The double-edged functions of necroptosis

Abstract

Necroptosis refers to a regulated form of cell death induced by a variety of stimuli. Although it has been implicated in the pathogenesis of many diseases, there is evidence to support that necroptosis is not purely a detrimental process. We propose that necroptosis is a "double-edged sword" in terms of physiology and pathology. On the one hand, necroptosis can trigger an uncontrolled inflammatory cascade response, resulting in severe tissue injury, disease chronicity, and even tumor progression. On the other hand, necroptosis functions as a host defense mechanism, exerting antipathogenic and antitumor effects through its powerful pro-inflammatory properties. Moreover, necroptosis plays an important role during both development and regeneration. Misestimation of the multifaceted features of necroptosis may influence the development of therapeutic approaches targeting necroptosis. In this review, we summarize current knowledge of the pathways involved in necroptosis as well as five important steps that determine its occurrence. The dual role of necroptosis in a variety of physiological and pathological conditions is also highlighted. Future studies and the development of therapeutic strategies targeting necroptosis should fully consider the complicated properties of this type of regulated cell death.

Fig. 1. Several switch events exist in necroptosis.

In TNFR1-induced necroptosis, cells undergo necroptosis only when RIPK1 is deubiquitinated, and caspase-8 is inhibited or absent. All death receptor-induced necroptosis requires the interaction of molecules containing the RHIM domain with the RHIM domain of RIPK3 to activate necroptosis.

Fig. 2. The molecular mechanisms of necroptosis.

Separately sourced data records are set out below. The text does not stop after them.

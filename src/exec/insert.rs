use std::sync::Arc;

use log::warn;

use crate::buffer::PageCache;
use crate::error::{DbError, Result};
use crate::exec::OpIterator;
use crate::schema::TupleDesc;
use crate::tuple::Tuple;
use crate::tx::TransactionId;
use crate::types::{DataType, Value};

/// Drains a child operator into a table and emits a single tuple with
/// the number of inserted records.
///
/// The drain runs at most once per open/close cycle; `rewind` re-arms
/// it. A failed insertion is logged and skipped: the drain continues
/// and the summary count excludes it.
pub struct Insert {
    tx: TransactionId,
    child: Box<dyn OpIterator>,
    table_id: u64,
    cache: Arc<dyn PageCache>,
    desc: TupleDesc,
    count: i64,
    called: bool,
    fetched: Option<Tuple>,
    opened: bool,
}

impl Insert {
    pub fn new(
        tx: TransactionId,
        child: Box<dyn OpIterator>,
        table_id: u64,
        cache: Arc<dyn PageCache>,
    ) -> Self {
        let desc = TupleDesc::new(vec![(
            DataType::BigInt,
            Some("number of inserted tuples".into()),
        )]);
        Insert {
            tx,
            child,
            table_id,
            cache,
            desc,
            count: 0,
            called: false,
            fetched: None,
            opened: false,
        }
    }

    /// One summary tuple on the first call after open/rewind, nothing
    /// afterwards.
    fn fetch_next(&mut self) -> Result<Option<Tuple>> {
        if self.called {
            return Ok(None);
        }
        self.called = true;

        while self.child.has_next()? {
            let mut tuple = self.child.next()?;
            match self.cache.insert_tuple(self.tx, self.table_id, &mut tuple) {
                Ok(_) => self.count += 1,
                Err(e) => warn!("insert into table {} failed: {}", self.table_id, e),
            }
        }
        Ok(Some(Tuple::new(vec![Value::Integer(self.count)])))
    }

    fn ensure_open(&self) -> Result<()> {
        if self.opened {
            Ok(())
        } else {
            Err(DbError::IllegalState("insert operator is not open".into()))
        }
    }
}

impl OpIterator for Insert {
    fn open(&mut self) -> Result<()> {
        self.child.open()?;
        self.count = 0;
        self.opened = true;
        Ok(())
    }

    fn has_next(&mut self) -> Result<bool> {
        self.ensure_open()?;
        if self.fetched.is_none() {
            self.fetched = self.fetch_next()?;
        }
        Ok(self.fetched.is_some())
    }

    fn next(&mut self) -> Result<Tuple> {
        self.ensure_open()?;
        if self.fetched.is_none() {
            self.fetched = self.fetch_next()?;
        }
        self.fetched.take().ok_or(DbError::NoSuchElement)
    }

    fn rewind(&mut self) -> Result<()> {
        self.ensure_open()?;
        self.count = 0;
        self.called = false;
        self.fetched = None;
        self.child.rewind()
    }

    fn close(&mut self) {
        self.child.close();
        self.count = 0;
        self.called = false;
        self.fetched = None;
        self.opened = false;
    }

    fn tuple_desc(&self) -> &TupleDesc {
        &self.desc
    }
}
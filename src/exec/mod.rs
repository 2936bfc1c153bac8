//! Pull-based query operators.
//!
//! Operators compose into a tree and tuples are pulled top-down, one at
//! a time, through the uniform [`OpIterator`] protocol. No operator
//! spawns independent execution; all blocking happens inside page-cache
//! requests and file I/O at the leaves.
//!
//! - [`HeapScan`](crate::storage::HeapScan): leaf scan over a heap file
//! - [`IntAggregator`] / [`StrAggregator`]: grouped aggregation
//! - [`Insert`]: drains a child into a table, emitting one count tuple
//! - [`TupleIterator`]: in-memory tuple source

mod aggregate;
mod insert;
mod tuple_iterator;

pub use aggregate::{AggregateOp, AggregateResults, Aggregator, IntAggregator, StrAggregator};
pub use insert::Insert;
pub use tuple_iterator::TupleIterator;

use crate::error::Result;
use crate::schema::TupleDesc;
use crate::tuple::Tuple;

/// Uniform pull protocol for every operator.
///
/// Lifecycle: `open`, then any interleaving of `has_next`/`next` (each
/// `next` must be preceded by a confirming `has_next`), optionally
/// `rewind` to restart, and finally `close`. A closed iterator is
/// unusable until reopened.
pub trait OpIterator {
    fn open(&mut self) -> Result<()>;

    fn has_next(&mut self) -> Result<bool>;

    /// Next tuple. Fails with an end-of-sequence error when called past
    /// exhaustion or without a confirming `has_next`.
    fn next(&mut self) -> Result<Tuple>;

    /// Equivalent to `close` followed by `open`.
    fn rewind(&mut self) -> Result<()>;

    fn close(&mut self);

    /// Descriptor of the tuples this operator emits.
    fn tuple_desc(&self) -> &TupleDesc;
}
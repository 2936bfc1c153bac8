/// Slotted heap page.
///
/// Layout:
///   [PageHeader (6 bytes)] [Slot Pointer Array ...] [Free Space ...] [Tuple Cells ...]
///
/// PageHeader:
///   slot_count: u16 (2 bytes)
///   free_start: u16 (offset where the slot pointer array ends / free space begins)
///   free_end:   u16 (offset where cell data begins, grows downward)
///
/// Slot Pointer: u16 (offset to the cell within the page)
/// Tuple Cell: [u16 len][serialized tuple bytes]
///
/// The page size is chosen per heap file and threaded in explicitly;
/// slot offsets are u16, so it must not exceed 65536 bytes.
use crate::error::{DbError, Result};
use crate::schema::TupleDesc;
use crate::tuple::{deserialize_tuple, RecordId, Tuple};

pub const DEFAULT_PAGE_SIZE: usize = 4096;
pub const PAGE_HEADER_SIZE: usize = 6;
pub const SLOT_POINTER_SIZE: usize = 2;
pub const CELL_HEADER_SIZE: usize = 2; // u16 length prefix

pub const MAX_PAGE_SIZE: usize = u16::MAX as usize;

/// Identifies one page: owning table plus zero-based page number.
#[derive(Debug, Clone, Copy, PartialEq, Eq, Hash)]
pub struct HeapPageId {
    pub table_id: u64,
    pub page_no: u64,
}

impl HeapPageId {
    pub fn new(table_id: u64, page_no: u64) -> Self {
        HeapPageId { table_id, page_no }
    }
}

#[derive(Clone, PartialEq)]
pub struct HeapPage {
    id: HeapPageId,
    data: Vec<u8>,
}

impl HeapPage {
    /// Fresh empty page of the given size.
    pub fn new(id: HeapPageId, page_size: usize) -> Self {
        assert!(
            (PAGE_HEADER_SIZE + SLOT_POINTER_SIZE + CELL_HEADER_SIZE..=MAX_PAGE_SIZE)
                .contains(&page_size),
            "page size {} out of range",
            page_size
        );
        let mut page = HeapPage {
            id,
            data: vec![0u8; page_size],
        };
        page.set_slot_count(0);
        page.set_free_start(PAGE_HEADER_SIZE as u16);
        page.set_free_end(page_size as u16);
        page
    }

    /// Reconstruct a page from raw bytes read off disk. The byte length
    /// is the page size.
    pub fn from_bytes(id: HeapPageId, data: Vec<u8>) -> Self {
        HeapPage { id, data }
    }

    pub fn id(&self) -> HeapPageId {
        self.id
    }

    pub fn page_size(&self) -> usize {
        self.data.len()
    }

    pub fn as_bytes(&self) -> &[u8] {
        &self.data
    }

    // --- Header accessors ---

    pub fn slot_count(&self) -> u16 {
        u16::from_le_bytes(self.data[0..2].try_into().unwrap())
    }

    fn set_slot_count(&mut self, count: u16) {
        self.data[0..2].copy_from_slice(&count.to_le_bytes());
    }

    fn free_start(&self) -> u16 {
        u16::from_le_bytes(self.data[2..4].try_into().unwrap())
    }

    fn set_free_start(&mut self, offset: u16) {
        self.data[2..4].copy_from_slice(&offset.to_le_bytes());
    }

    fn free_end(&self) -> u16 {
        u16::from_le_bytes(self.data[4..6].try_into().unwrap())
    }

    fn set_free_end(&mut self, offset: u16) {
        self.data[4..6].copy_from_slice(&offset.to_le_bytes());
    }

    /// Free space available to one new cell (pointer and length prefix
    /// already accounted for).
    pub fn free_space(&self) -> usize {
        let start = self.free_start() as usize;
        let end = self.free_end() as usize;
        if end > start + SLOT_POINTER_SIZE + CELL_HEADER_SIZE {
            end - start - SLOT_POINTER_SIZE - CELL_HEADER_SIZE
        } else {
            0
        }
    }

    /// Insert a serialized tuple cell. Returns the slot index.
    pub fn insert_cell(&mut self, payload: &[u8]) -> Result<u16> {
        let total_cell_size = CELL_HEADER_SIZE + payload.len();
        let needed = SLOT_POINTER_SIZE + total_cell_size;

        let free_start = self.free_start() as usize;
        let free_end = self.free_end() as usize;

        if free_end < free_start + needed {
            return Err(DbError::PageOverflow);
        }

        // Cell data grows downward from free_end
        let cell_offset = free_end - total_cell_size;
        let len = payload.len() as u16;
        self.data[cell_offset..cell_offset + 2].copy_from_slice(&len.to_le_bytes());
        self.data[cell_offset + 2..cell_offset + 2 + payload.len()].copy_from_slice(payload);

        // Slot pointer grows upward from free_start
        let slot = self.slot_count();
        self.data[free_start..free_start + 2].copy_from_slice(&(cell_offset as u16).to_le_bytes());

        self.set_slot_count(slot + 1);
        self.set_free_start((free_start + SLOT_POINTER_SIZE) as u16);
        self.set_free_end(cell_offset as u16);

        Ok(slot)
    }

    /// Raw cell payload at the given slot.
    pub fn cell(&self, slot: u16) -> Option<&[u8]> {
        if slot >= self.slot_count() {
            return None;
        }
        let ptr_offset = PAGE_HEADER_SIZE + (slot as usize) * SLOT_POINTER_SIZE;
        let cell_offset =
            u16::from_le_bytes(self.data[ptr_offset..ptr_offset + 2].try_into().unwrap()) as usize;
        let len =
            u16::from_le_bytes(self.data[cell_offset..cell_offset + 2].try_into().unwrap()) as usize;
        Some(&self.data[cell_offset + 2..cell_offset + 2 + len])
    }

    /// Remove the cell at `slot` by shifting later slot pointers down.
    /// Cell data space is not reclaimed (that would need compaction).
    pub fn remove_cell(&mut self, slot: u16) {
        let count = self.slot_count();
        if slot >= count {
            return;
        }

        let start = PAGE_HEADER_SIZE + (slot as usize) * SLOT_POINTER_SIZE;
        let end = PAGE_HEADER_SIZE + (count as usize) * SLOT_POINTER_SIZE;
        if start + SLOT_POINTER_SIZE < end {
            self.data.copy_within(start + SLOT_POINTER_SIZE..end, start);
        }

        self.set_slot_count(count - 1);
        self.set_free_start(self.free_start() - SLOT_POINTER_SIZE as u16);
    }

    /// Decode every live slot into a provenance-tagged tuple, in slot
    /// order. This is the in-page cursor a paged scan drains.
    pub fn tuples(&self, desc: &TupleDesc) -> Result<Vec<Tuple>> {
        let mut tuples = Vec::with_capacity(self.slot_count() as usize);
        for slot in 0..self.slot_count() {
            let cell = self
                .cell(slot)
                .ok_or_else(|| DbError::Corruption(format!("missing cell at slot {}", slot)))?;
            let values = deserialize_tuple(cell, desc)?;
            tuples.push(Tuple::with_rid(values, RecordId::new(self.id, slot)));
        }
        Ok(tuples)
    }
}

impl std::fmt::Debug for HeapPage {
    fn fmt(&self, f: &mut std::fmt::Formatter<'_>) -> std::fmt::Result {
        f.debug_struct("HeapPage")
            .field("id", &self.id)
            .field("page_size", &self.page_size())
            .field("slot_count", &self.slot_count())
            .field("free_start", &self.free_start())
            .field("free_end", &self.free_end())
            .finish()
    }
}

Tumor necrosis factor alpha (TNF-α) binds to TNF receptors, leading to the assembly of complex I, which is mainly composed of TRADD, RIPK1, CIAP1/2, and TRAF2/5. The ubiquitination status of RIPK1 determines the fate of complex I. In most cases, complex I recruits the TAK and IKK complexes, leading to the activation of the NF-κB pathway, which promotes inflammatory factor production and cell survival. When CYLD deubiquitinates RIPK1, A20, USP21, or USP20, both TRADD and RIPK1 detach from complex I and assemble into complex IIa with FADD and caspase-8, leading to apoptosis. RIPK1 can also form complex IIb with FADD and caspase-8. ANKRD13a restricts the interaction of FADD and caspase-8 with ubiquitinated-RIPK1 by binding to the latter via its Ub-interacting motif. When caspase-8 is inhibited or absent, RIPK1 binds to RIPK3 via the RHIM domain, leading to RIPK3 phosphorylation and necrosome formation. An increase in cytoplasmic pH mediated by the activity of the Na⁺/H⁺ exchanger SLC9A1 and osmotic stress promotes necroptosis by directly stimulating the kinase activity of RIPK3. Heat stress activates ZBP1 through the transcription factor HSF1, which binds to and phosphorylates RIPK3, leading to the induction of pyroptosis through the MLKL pathway. Subsequently, MLKL is phosphorylated and oligomerized, translocates to the cell membrane, and promotes membrane rupture. Multiple death receptors can mediate the occurrence of necroptosis (see Table 1). NINJ1 is only partially involved in the release of Lactate Dehydrogenase (LDH, a standard measure of PMR) during MLKL-dependent necroptosis. In addition, ESCRT-III can repair plasma membrane rupture downstream of MLKL.

Fig. 3. The “Tai Chi” model of necroptosis in regulating life and death.

The adverse effects caused by necroptosis can be turned into positive effects; similarly, an excess of positive effects can lead to death in the host cells. Therefore, controlling the balance between life and death represents a considerable challenge.